Moreover, affluent districts were strictly limited in how much they could appropriate, even if voters were happily eager to tax themselves, which seems democratically and constitutionally dubious. This limitation also helped foster mediocrity.

Next, poorer, urban districts were dealt a blow when, beginning in the late 1990s, the state began authorizing hundreds of charter schools, many run by for-profit companies. These are technically public schools, but often have insufficient oversight, and frequently function with fewer resources. They drain resources from public schools. For every child who attends a charter, that’s $7,631 the traditional public school doesn’t get.
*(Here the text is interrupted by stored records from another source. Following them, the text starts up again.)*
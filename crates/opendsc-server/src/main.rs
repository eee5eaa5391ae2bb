use std::net::SocketAddr;

use clap::Parser;
use tracing_subscriber::EnvFilter;

use opendsc_server::config::ServerConfig;
use opendsc_server::handlers;
use opendsc_server::shutdown;
use opendsc_server::state::AppState;
use opendsc_storage::{ContentStore, Repositories};

#[derive(Debug, Parser)]
#[command(name = "opendsc-server", about = "OpenDSC Pull Server")]
struct Cli {
    /// Path to a configuration file
    #[arg(long, env = "OPENDSC_CONFIG")]
    config: Option<String>,
}

#[tokio::main]
async fn main() -> anyhow::Result<()> {
    tracing_subscriber::fmt()
        .with_env_filter(EnvFilter::try_from_default_env().unwrap_or_else(|_| EnvFilter::new("info")))
        .init();

    let cli = Cli::parse();

    let config = ServerConfig::load(cli.config.as_deref())?;
    if let Err(errors) = config.validate() {
        for error in &errors {
            tracing::error!(%error, "invalid configuration");
        }
        anyhow::bail!("configuration validation failed");
    }
    config.log_summary();

    tracing::info!("connecting to PostgreSQL");
    let repos = Repositories::connect(&config.database.url, config.database.pool_max).await?;
    tracing::info!("migrations applied");

    let content = ContentStore::open(config.content.root.clone()).await?;

    opendsc_server::auth::bootstrap::bootstrap_admin(&repos).await?;

    let addr: SocketAddr = format!("{}:{}", config.server.listen_address, config.server.http_port)
        .parse()?;

    let coordinator = shutdown::install(config.server.shutdown_timeout_seconds);
    let handle = coordinator.subscribe();

    let state = AppState::new(repos, content, config);
    let router = handlers::router(state);

    tracing::info!(%addr, "pull server listening");
    let listener = tokio::net::TcpListener::bind(addr).await?;
    axum::serve(listener, router)
        .with_graceful_shutdown(async move { handle.wait().await })
        .await?;

    tracing::info!("pull server stopped");
    Ok(())
}
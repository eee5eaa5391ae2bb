//! # OpenDSC Storage
//!
//! Persistence for the Pull Server: PostgreSQL repositories over `sqlx`
//! plus a content-addressed filesystem store for blob bytes. Metadata rows
//! carry content hashes; the bytes live in the content store.

pub mod content;
pub mod error;
pub mod postgres;

pub use content::ContentStore;
pub use error::{map_sqlx, StorageResult};
pub use postgres::Repositories;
In reaction to this inequity, a group of business and education leaders called the “School Finance Research Project,” recently produced what it called a “road map” for fixing Michigan’s school financing system. Some of the details are debatable, but what’s most important is that it calls for a financially flexible model that is aimed at doing whatever it takes to educate students in their specific districts, and to meet them where they are individually and cognitively. Not all children are equal, in talent, in luck, in advantage and disadvantage. It will always cost more to educate some than others.

But, in the final analysis, nothing is more costly to society than adults whom the education system has failed and who end up without skills and unemployable.

Michigan has a failing public education system. There are too many students with dangerously low reading and math skills. Fixing that, by whatever realistic means necessary, should be state lawmakers’, and the next governor’s, priority homework assignment.